Tip 3: Build a Reference Library

This is a great tip that I learned from years back. As you begin to fill sketch books with illustrations of ideas and reference material, you should build up that stack of books with more books. By this I mean buying art books, books on clothing, guns, tanks, other cultures, animals etc. The list of what you should look into is endless and should extend beyond your general interests. But it mustn't stop there. You should also collect images off of the internet and save them to your computer and organize them correctly. Take photos of things you see if you don't have time to sketch them.
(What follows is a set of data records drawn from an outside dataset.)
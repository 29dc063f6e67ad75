//! Parsing of version-check responses and the channel reduction.
//!
//! A check endpoint answers with one entry per channel:
//!
//! ```text
//! STABLE:version=1.0:build=5,BETA:version=1.1:build=2
//! ```
//!
//! Entries may come in any order and any channel may be omitted. The parser
//! favours availability: a malformed entry degrades that channel to
//! version 0, build 0 instead of failing the whole response.
//!
//! # Reduction order
//!
//! The authoritative release is found by a chain of pairwise comparisons, not
//! by a global maximum. The caller's own release is compared against Stable
//! first; only when unstable channels are enabled does the winner then face
//! Alpha, Beta and Release Candidate, in that order. A tie never displaces
//! the incumbent, so the order decides which channel is reported when two
//! channels publish the same version and build.
//!
//! ```rust
//! use artup_cli::version::{Channel, ChannelReport, VersionBuild, VersionComparator};
//!
//! let installed = VersionBuild::new(1.0, 5, Channel::Stable);
//! let report = ChannelReport::parse("STABLE:version=1.0:build=5,ALPHA:version=2.0:build=1");
//!
//! let stable_only = VersionComparator::reduce(installed, &report, false);
//! assert_eq!(stable_only, installed);
//!
//! let with_unstable = VersionComparator::reduce(installed, &report, true);
//! assert_eq!(with_unstable.channel, Channel::Alpha);
//! ```

use super::{Channel, VersionBuild};
use std::collections::HashMap;
use tracing::{debug, warn};

/// Unstable channels, in the order they challenge the Stable winner.
pub const UNSTABLE_REDUCTION_ORDER: [Channel; 3] =
    [Channel::Alpha, Channel::Beta, Channel::ReleaseCandidate];

/// Newest release per channel as reported by a check endpoint.
#[derive(Debug, Clone, Default, PartialEq)]
pub struct ChannelReport {
    releases: HashMap<Channel, VersionBuild>,
}

impl ChannelReport {
    /// Parse a comma-separated channel report.
    ///
    /// Unrecognised channel tokens are skipped. A repeated channel keeps its
    /// last entry.
    #[must_use]
    pub fn parse(input: &str) -> Self {
        let mut releases = HashMap::new();

        for entry in input.split(',').map(str::trim).filter(|entry| !entry.is_empty()) {
            let mut fields = entry.split(':');
            let Some(channel) = fields.next().map(str::trim).and_then(Channel::from_wire_token)
            else {
                debug!("Ignoring unrecognized channel entry '{}'", entry);
                continue;
            };

            let release = match parse_version_build(fields) {
                Some((version, build)) => VersionBuild::new(version, build, channel),
                None => {
                    warn!("Malformed {} entry '{}', treating it as unpublished", channel, entry);
                    VersionBuild::unpublished(channel)
                }
            };
            releases.insert(channel, release);
        }

        Self {
            releases,
        }
    }

    /// Newest release on `channel`, or the unpublished placeholder.
    #[must_use]
    pub fn release(&self, channel: Channel) -> VersionBuild {
        self.releases
            .get(&channel)
            .copied()
            .unwrap_or_else(|| VersionBuild::unpublished(channel))
    }

    /// Whether at least one recognised channel entry was present.
    #[must_use]
    pub fn is_empty(&self) -> bool {
        self.releases.is_empty()
    }
}

fn parse_version_build<'a>(mut fields: impl Iterator<Item = &'a str>) -> Option<(f32, u64)> {
    let version = field_value(fields.next()?, "version")?
        .parse::<f32>()
        .ok()
        .filter(|version| version.is_finite() && *version >= 0.0)?;
    let build = field_value(fields.next()?, "build")?.parse::<u64>().ok()?;
    Some((version, build))
}

fn field_value<'a>(field: &'a str, key: &str) -> Option<&'a str> {
    let (name, value) = field.split_once('=')?;
    (name.trim() == key).then_some(value.trim())
}

/// Reduces a [`ChannelReport`] to the authoritative latest release.
pub struct VersionComparator;

impl VersionComparator {
    /// Run the ordered reduction starting from the caller's own release.
    ///
    /// The result equals `current` exactly when nothing newer was found on
    /// the channels that were allowed to compete.
    #[must_use]
    pub fn reduce(
        current: VersionBuild,
        report: &ChannelReport,
        check_unstable: bool,
    ) -> VersionBuild {
        let mut latest = current.newest(report.release(Channel::Stable));

        if check_unstable {
            for channel in UNSTABLE_REDUCTION_ORDER {
                latest = latest.newest(report.release(channel));
            }
        }

        latest
    }

    /// Whether `current` is the authoritative release.
    ///
    /// Version, build and channel must all match.
    #[must_use]
    pub fn is_latest(current: &VersionBuild, latest: &VersionBuild) -> bool {
        current == latest
    }
}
The purpose is to have a nice big collection of images that inspire you, inflame your imagination and, more specifically, if you need to draw something right, having the material there to draw from will add realism and clarity to your work.

Tip 4: Explore Different Mediums

This is when you take an idea from sketch to final painting. Exploring other methods of creating that end piece can really yield some unexpected results and challenge you to push yourself further into new situations. Playing with different types of paints such as oil, acrylic, water colour or gouache are the options most people would suggest trying, but there is more than experimenting with these. You could try air brushing, pastels, using charcoal or taking the leap into the digital realm. All these different mediums have their strengths that you can harness but you will never know them unless you try them out.
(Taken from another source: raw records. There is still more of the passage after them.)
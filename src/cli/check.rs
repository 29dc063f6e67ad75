use crate::config::GlobalConfig;
use crate::upgrade::{CheckOutcome, VersionChecker};
use crate::version::Channel;
use anyhow::{Context, Result};
use clap::Args;
use colored::Colorize;
use serde::Serialize;

/// Ask a check endpoint whether a program is on its newest release.
///
/// # Examples
///
/// ```bash
/// artup check thing
/// artup check --program Thing --version 1.0 --build 5 --url https://example.org/check
/// artup check thing --unstable --json
/// ```
#[derive(Args, Debug)]
pub struct CheckCommand {
    /// Name of a program in the configuration file.
    #[arg(value_name = "NAME", required_unless_present = "program", conflicts_with = "program")]
    target: Option<String>,

    /// Program name sent to the endpoint.
    #[arg(long, value_name = "PROGRAM", requires_all = ["program_version", "build", "url"])]
    program: Option<String>,

    /// Installed version, e.g. `1.0`.
    #[arg(long = "version", value_name = "VERSION")]
    program_version: Option<String>,

    /// Installed build number.
    #[arg(long, value_name = "BUILD")]
    build: Option<String>,

    /// Channel of the installed release.
    #[arg(long, value_name = "CHANNEL", default_value = "stable")]
    channel: String,

    /// Version-check endpoint.
    #[arg(long, value_name = "URL")]
    url: Option<String>,

    /// Let Alpha, Beta and Release Candidate releases count as updates.
    #[arg(long)]
    unstable: bool,

    /// Print the result as JSON.
    #[arg(long)]
    json: bool,
}

#[derive(Debug, Serialize)]
struct CheckReport<'a> {
    program: &'a str,
    outcome: CheckOutcome,
    current_version: &'a str,
    error: Option<String>,
}

impl CheckCommand {
    fn checker(&self, config: &GlobalConfig) -> Result<VersionChecker> {
        let options = config.upgrade.checker_options(self.unstable);

        if let Some(key) = &self.target {
            let entry = config.program(key)?;
            return VersionChecker::with_options(
                key,
                &entry.version,
                &entry.build,
                entry.channel()?,
                &entry.check_url,
                options,
            )
            .with_context(|| format!("Invalid program entry '{key}'"));
        }

        let channel: Channel = self.channel.parse()?;
        VersionChecker::with_options(
            self.program.as_deref().unwrap_or_default(),
            self.program_version.as_deref().unwrap_or_default(),
            self.build.as_deref().unwrap_or_default(),
            channel,
            self.url.as_deref().unwrap_or_default(),
            options,
        )
        .context("Invalid version check arguments")
    }

    pub async fn execute(self, config: &GlobalConfig) -> Result<()> {
        let mut checker = self.checker(config)?;
        let outcome = checker.is_latest().await;

        if self.json {
            let report = CheckReport {
                program: checker.program(),
                outcome,
                current_version: checker.current_version(),
                error: checker.last_error().map(ToString::to_string),
            };
            println!("{}", serde_json::to_string_pretty(&report)?);
            return Ok(());
        }

        let message = checker.describe(outcome);
        match outcome {
            CheckOutcome::Latest => println!("{}", message.green()),
            CheckOutcome::UpdateAvailable => println!("{}", message.yellow()),
            CheckOutcome::Indeterminate => println!("{}", message.red()),
        }
        Ok(())
    }
}
use anyhow::Result;
use artup_cli::core::{UpdateErrorKind, user_friendly_error};
use artup_cli::test_utils::ArchiveFixture;
use artup_cli::upgrade::backup::BackupManager;
use artup_cli::upgrade::{SelfUpdater, UpdateState};
use mockito::Server;
use tempfile::TempDir;
use tokio::fs;

/// A successful update swaps in the payload and leaves no backup behind.
#[tokio::test]
async fn test_update_swaps_payload() -> Result<()> {
    let temp_dir = TempDir::new()?;
    let artifact = ArchiveFixture::new()
        .unit("org/example/Plugin.class")
        .entry("plugin.yml", b"name: Thing\nversion: 1.0")
        .write_to(&temp_dir.path().join("Thing.jar"));

    let payload = ArchiveFixture::new()
        .unit("org/example/Plugin.class")
        .entry("plugin.yml", b"name: Thing\nversion: 1.1")
        .to_bytes();

    let mut server = Server::new_async().await;
    let mock = server
        .mock("GET", "/download/Thing.jar")
        .with_status(200)
        .with_body(payload.clone())
        .create_async()
        .await;

    let mut updater =
        SelfUpdater::builder(&artifact, format!("{}/download/Thing.jar", server.url())).build()?;
    let outcome = updater.perform_update().await?;

    mock.assert_async().await;
    assert_eq!(outcome.bytes_written, payload.len() as u64);
    assert_eq!(fs::read(&artifact).await?, payload);
    assert!(!temp_dir.path().join("Thing.bak").exists());
    assert_eq!(updater.state(), UpdateState::Swapped);

    Ok(())
}

/// A failed download leaves the artifact exactly as it was and removes the backup.
#[tokio::test]
async fn test_failed_download_restores_artifact() -> Result<()> {
    let temp_dir = TempDir::new()?;
    let artifact = ArchiveFixture::new()
        .unit("org/example/Plugin.class")
        .write_to(&temp_dir.path().join("Thing.jar"));
    let before = fs::read(&artifact).await?;

    let mut server = Server::new_async().await;
    let _mock = server.mock("GET", "/download/Thing.jar").with_status(503).create_async().await;

    let mut updater =
        SelfUpdater::builder(&artifact, format!("{}/download/Thing.jar", server.url())).build()?;
    let err = updater.perform_update().await.unwrap_err();

    assert_eq!(err.kind(), UpdateErrorKind::DownloadFailed);
    assert_eq!(fs::read(&artifact).await?, before);
    assert!(!temp_dir.path().join("Thing.bak").exists());

    let context = user_friendly_error(err.into());
    assert_eq!(context.details.as_deref(), Some("reason: download_failed"));
    assert!(context.suggestion.is_some());

    Ok(())
}

/// Updating a second time after a rollback starts from a clean slate.
#[tokio::test]
async fn test_retry_after_failure() -> Result<()> {
    let temp_dir = TempDir::new()?;
    let artifact = ArchiveFixture::new()
        .unit("org/example/Plugin.class")
        .write_to(&temp_dir.path().join("Thing.jar"));

    let mut server = Server::new_async().await;
    let failing = server
        .mock("GET", "/download/Thing.jar")
        .with_status(500)
        .expect(1)
        .create_async()
        .await;

    let mut updater =
        SelfUpdater::builder(&artifact, format!("{}/download/Thing.jar", server.url())).build()?;
    assert!(updater.perform_update().await.is_err());
    assert_eq!(updater.state(), UpdateState::Failed);
    failing.assert_async().await;
    failing.remove_async().await;

    let _ok = server
        .mock("GET", "/download/Thing.jar")
        .with_status(200)
        .with_body("fresh")
        .create_async()
        .await;

    updater.perform_update().await?;
    assert_eq!(fs::read(&artifact).await?, b"fresh");
    assert_eq!(updater.state(), UpdateState::Swapped);

    Ok(())
}

/// The backup manager restores byte-for-byte and cleans up after itself.
#[tokio::test]
async fn test_backup_create_and_restore() -> Result<()> {
    let temp_dir = TempDir::new()?;
    let artifact = temp_dir.path().join("Thing.jar");
    fs::write(&artifact, b"original artifact").await?;

    let manager = BackupManager::new(artifact.clone());
    manager.create_backup().await?;
    assert_eq!(fs::read(temp_dir.path().join("Thing.bak")).await?, b"original artifact");

    fs::write(&artifact, b"half-written").await?;
    manager.restore_backup().await?;
    assert_eq!(fs::read(&artifact).await?, b"original artifact");

    manager.cleanup_backup().await?;
    assert!(!manager.backup_exists());

    Ok(())
}
use anyhow::Result;
use artup_cli::upgrade::{CheckOutcome, CheckerOptions, VersionChecker};
use artup_cli::version::{Channel, VersionBuild};
use mockito::{Matcher, Server};
use std::time::Duration;

const REPORT: &str = "STABLE:version=1.0:build=6,RELEASE_CANIDATE:version=1.1:build=1,BETA:version=1.1:build=1,ALPHA:version=1.1:build=1";

/// A full report is reduced Stable first, then Alpha, Beta and Release Candidate.
#[tokio::test]
async fn test_full_report_reduction() -> Result<()> {
    let mut server = Server::new_async().await;
    let mock = server
        .mock("POST", "/check")
        .match_body("program=Thing")
        .with_status(200)
        .with_body(REPORT)
        .expect(2)
        .create_async()
        .await;
    let url = format!("{}/check", server.url());

    let mut stable_only = VersionChecker::new("Thing", "1.0", "5", Channel::Stable, &url)?;
    assert_eq!(stable_only.is_latest().await, CheckOutcome::UpdateAvailable);
    assert_eq!(stable_only.current_version(), "1.0.6");

    // Alpha, Beta and Release Candidate tie; Alpha is consulted first and keeps the lead.
    let mut unstable = VersionChecker::with_options(
        "Thing",
        "1.0",
        "5",
        Channel::Stable,
        &url,
        CheckerOptions {
            check_unstable: true,
            ..CheckerOptions::default()
        },
    )?;
    assert_eq!(unstable.is_latest().await, CheckOutcome::UpdateAvailable);
    assert_eq!(unstable.state().latest_release(), Some(VersionBuild::new(1.1, 1, Channel::Alpha)));

    mock.assert_async().await;
    Ok(())
}

/// A caller already on the winning unstable release is up to date.
#[tokio::test]
async fn test_caller_on_unstable_channel() -> Result<()> {
    let mut server = Server::new_async().await;
    let _mock = server
        .mock("POST", "/check")
        .with_status(200)
        .with_body("STABLE:version=1.0:build=5,BETA:version=1.2:build=3")
        .create_async()
        .await;

    let mut checker = VersionChecker::with_options(
        "Thing",
        "1.2",
        "3",
        Channel::Beta,
        &format!("{}/check", server.url()),
        CheckerOptions {
            check_unstable: true,
            ..CheckerOptions::default()
        },
    )?;

    assert_eq!(checker.is_latest().await, CheckOutcome::Latest);
    assert_eq!(checker.current_version(), "1.2.3 BETA");
    Ok(())
}

/// Requests carry the version-checker User-Agent.
#[tokio::test]
async fn test_user_agent_header() -> Result<()> {
    let mut server = Server::new_async().await;
    let mock = server
        .mock("POST", "/check")
        .match_header(
            "user-agent",
            Matcher::Regex(r"^Rust/\S+ \(\S+; Thing/1\.0; VersionChecker/1\.2\) artup-cli/\S+$".to_string()),
        )
        .with_status(200)
        .with_body("STABLE:version=1.0:build=5")
        .create_async()
        .await;

    let mut checker =
        VersionChecker::new("Thing", "1.0", "5", Channel::Stable, &format!("{}/check", server.url()))?;
    assert_eq!(checker.is_latest().await, CheckOutcome::Latest);

    mock.assert_async().await;
    Ok(())
}

/// Throttled checks reuse the cached answer until the window passes.
#[tokio::test]
async fn test_throttle_window() -> Result<()> {
    let mut server = Server::new_async().await;
    let mock = server
        .mock("POST", "/check")
        .with_status(200)
        .with_body("STABLE:version=1.0:build=5")
        .expect(2)
        .create_async()
        .await;

    let mut checker = VersionChecker::with_options(
        "Thing",
        "1.0",
        "5",
        Channel::Stable,
        &format!("{}/check", server.url()),
        CheckerOptions {
            check_interval: Duration::from_millis(200),
            ..CheckerOptions::default()
        },
    )?;

    for _ in 0..3 {
        assert_eq!(checker.is_latest().await, CheckOutcome::Latest);
    }
    tokio::time::sleep(Duration::from_millis(300)).await;
    assert_eq!(checker.is_latest().await, CheckOutcome::Latest);

    mock.assert_async().await;
    Ok(())
}

/// Remote error sentinels never read as "outdated".
#[tokio::test]
async fn test_error_sentinels() -> Result<()> {
    let cases = [
        ("ERROR: 404", "Program not found"),
        ("ERROR: 400", "External script error"),
        ("Fatal: endpoint down", "Fatal: endpoint down"),
        ("ERROR: teapot", "Unknown error: input- ERROR: teapot"),
    ];

    for (body, expected) in cases {
        let mut server = Server::new_async().await;
        let _mock = server.mock("POST", "/check").with_status(200).with_body(body).create_async().await;

        let mut checker =
            VersionChecker::new("Thing", "1.0", "5", Channel::Stable, &format!("{}/check", server.url()))?;
        assert_eq!(checker.is_latest().await, CheckOutcome::Indeterminate, "body: {body}");
        assert_eq!(checker.error_message(), expected);
    }

    Ok(())
}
Tip 5: Learn Some Colour Theory (At Least)

This is a big one. Colour theory is a massive, massive subject and I can't do it justice here. What I would strongly suggest is investing time and money in a good colour theory book and learn from that. Even learning only a little bit, will help your work massivley. The more you push yourself to learn, the better and better you will become.

Tip 6: Play With Perspective

Now, by this I don't mean completely bend the fabric of reality or attempt to mimic the works of M C Esher (but looking at his work couldn't hurt). No! What I mean is take the time to learn about vanishing points, 2 point and 3 point perspectives and how to create objects in three dimensions correctly. As this is just a tip, I'm not going to go into the details here but there are numerous books and places on the web that cover this important area. Learning the rules of perception will open up the possibilities of what you can draw and will broaden your artistic horizons greatly.

Tip 7: Hunt Down Your Artistic Weaknesses & Destroy Them!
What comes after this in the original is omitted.